**YOUR ASSIGNMENT**
Exactly the lines from the start of the data below through the line containing "licenses this file" must be returned, and no others.

**RECORD EXCERPTS**
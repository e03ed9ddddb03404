// Licensed to the Apache Software Foundation (ASF) under one
// or more contributor license agreements.  See the NOTICE file
// distributed with this work for additional information
// regarding copyright ownership.  The ASF licenses this file
// to you under the Apache License, Version 2.0 (the
// "License"); you may not use this file except in compliance
// with the License.  You may obtain a copy of the License at
//
//   http://www.apache.org/licenses/LICENSE-2.0
//
// Unless required by applicable law or agreed to in writing,
// software distributed under the License is distributed on an
// "AS IS" BASIS, WITHOUT WARRANTIES OR CONDITIONS OF ANY
// KIND, either express or implied.  See the License for the
// specific language governing permissions and limitations
// under the License.

use super::*;
use alicred_aliyun::{Config, RamRoleArnCredentialProvider};
use alicred_core::{ErrorKind, ProvideCredential};
use pretty_assertions::assert_eq;
use std::sync::Arc;

fn config() -> Config {
    Config {
        access_key_id: Some("access_key_id".to_string()),
        access_key_secret: Some("access_key_secret".to_string()),
        role_arn: Some("acs:ram::123456789012:role/test".to_string()),
        role_session_name: Some("session".to_string()),
        policy: Some(r#"{"Statement":[]}"#.to_string()),
        ..Default::default()
    }
}

#[tokio::test]
async fn test_assume_role_request() {
    let http = MockHttpSend::new().with_response("/", 200, assume_role_body("sts_ak", FUTURE_EXPIRATION));
    let ctx = create_test_context(http.clone());
    let provider = RamRoleArnCredentialProvider::new(Arc::new(config()));

    let cred = provider
        .provide_credential(&ctx)
        .await
        .expect("must succeed")
        .expect("must have credential");
    assert_eq!(cred.access_key_id, "sts_ak");
    assert_eq!(cred.access_key_secret, "secret");
    assert_eq!(cred.security_token.as_deref(), Some("token"));
    assert!(cred.expiration.is_some());

    let requests = http.requests();
    assert_eq!(requests.len(), 1);
    let uri = &requests[0];
    assert_eq!(uri.host(), Some("sts.aliyuncs.com"));

    let params = query_params(uri);
    assert_eq!(params["Action"], "AssumeRole");
    assert_eq!(params["Format"], "JSON");
    assert_eq!(params["Version"], "2015-04-01");
    assert_eq!(params["AccessKeyId"], "access_key_id");
    assert_eq!(params["RoleArn"], "acs%3Aram%3A%3A123456789012%3Arole%2Ftest");
    assert_eq!(params["RoleSessionName"], "session");
    assert_eq!(params["DurationSeconds"], "3600");
    assert_eq!(params["RegionId"], "cn-hangzhou");
    assert_eq!(params["SignatureMethod"], "HMAC-SHA1");
    assert_eq!(params["SignatureVersion"], "1.0");
    assert!(params.contains_key("Policy"));
    assert!(params.contains_key("Timestamp"));
    assert!(params.contains_key("SignatureNonce"));
    assert!(params.contains_key("Signature"));
    assert!(!params.contains_key("SecurityToken"));
}

#[tokio::test]
async fn test_assume_role_cached() {
    let http = MockHttpSend::new().with_response("/", 200, assume_role_body("sts_ak", FUTURE_EXPIRATION));
    let ctx = create_test_context(http.clone());
    let provider = RamRoleArnCredentialProvider::new(Arc::new(config()));

    for _ in 0..3 {
        provider
            .provide_credential(&ctx)
            .await
            .expect("must succeed");
    }
    assert_eq!(http.requests().len(), 1);
}

#[tokio::test]
async fn test_assume_role_expired_refetched_once() {
    let http = MockHttpSend::new().with_response("/", 200, assume_role_body("old", PAST_EXPIRATION));
    let ctx = create_test_context(http.clone());
    let provider = RamRoleArnCredentialProvider::new(Arc::new(config()));

    let cred = provider
        .provide_credential(&ctx)
        .await
        .expect("must succeed")
        .expect("must have credential");
    assert_eq!(cred.access_key_id, "old");

    http.set_response("/", 200, assume_role_body("new", FUTURE_EXPIRATION));
    for _ in 0..3 {
        let cred = provider
            .provide_credential(&ctx)
            .await
            .expect("must succeed")
            .expect("must have credential");
        assert_eq!(cred.access_key_id, "new");
    }
    assert_eq!(http.requests().len(), 2);
}

#[tokio::test]
async fn test_assume_role_sts_endpoint_from_env() {
    let http = MockHttpSend::new().with_response("/", 200, assume_role_body("sts_ak", FUTURE_EXPIRATION));
    let ctx = create_test_context_with_env(
        http.clone(),
        HashMap::from([
            (
                "ALIBABA_CLOUD_STS_ENDPOINT".to_string(),
                "sts-vpc.cn-shanghai.aliyuncs.com".to_string(),
            ),
            (
                "ALIBABA_CLOUD_ROLE_ARN".to_string(),
                "acs:ram::123456789012:role/env".to_string(),
            ),
        ]),
    );
    let config = Config {
        access_key_id: Some("access_key_id".to_string()),
        access_key_secret: Some("access_key_secret".to_string()),
        ..Default::default()
    }
    .from_env(&ctx);
    let provider = RamRoleArnCredentialProvider::new(Arc::new(config));

    provider
        .provide_credential(&ctx)
        .await
        .expect("must succeed");
    let requests = http.requests();
    assert_eq!(requests[0].host(), Some("sts-vpc.cn-shanghai.aliyuncs.com"));
    assert_eq!(requests[0].scheme_str(), Some("https"));
    assert_eq!(
        query_params(&requests[0])["RoleArn"],
        "acs%3Aram%3A%3A123456789012%3Arole%2Fenv"
    );
}

#[tokio::test]
async fn test_assume_role_errors() {
    let cases = [
        (403, r#"{"Code":"NoPermission"}"#.to_string()),
        (200, r#"{"RequestId":"request-id"}"#.to_string()),
        (
            200,
            r#"{"Credentials":{"AccessKeyId":"ak","AccessKeySecret":"sk"}}"#.to_string(),
        ),
        (200, "<xml/>".to_string()),
    ];

    for (status, body) in cases {
        let http = MockHttpSend::new().with_response("/", status, body.clone());
        let ctx = create_test_context(http);
        let provider = RamRoleArnCredentialProvider::new(Arc::new(config()));

        let err = provider
            .provide_credential(&ctx)
            .await
            .expect_err("bad response must fail");
        assert_eq!(err.kind(), ErrorKind::CredentialInvalid, "body: {body}");
    }
}

#[tokio::test]
async fn test_assume_role_missing_config() {
    let http = MockHttpSend::new();
    let ctx = create_test_context(http.clone());

    let configs = [
        Config {
            role_arn: Some("role_arn".to_string()),
            ..Default::default()
        },
        Config {
            access_key_id: Some("access_key_id".to_string()),
            access_key_secret: Some("".to_string()),
            role_arn: Some("role_arn".to_string()),
            ..Default::default()
        },
    ];
    for config in configs {
        let provider = RamRoleArnCredentialProvider::new(Arc::new(config));
        let err = provider
            .provide_credential(&ctx)
            .await
            .expect_err("config is incomplete");
        assert_eq!(err.kind(), ErrorKind::ConfigInvalid);
    }
    assert!(http.requests().is_empty());
}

**REPLY TO THE EXERCISE**
repository e03ed9ddddb03404
// Licensed to the Apache Software Foundation (ASF) under one
// or more contributor license agreements.  See the NOTICE file
// distributed with this work for additional information
// regarding copyright ownership.  The ASF licenses this file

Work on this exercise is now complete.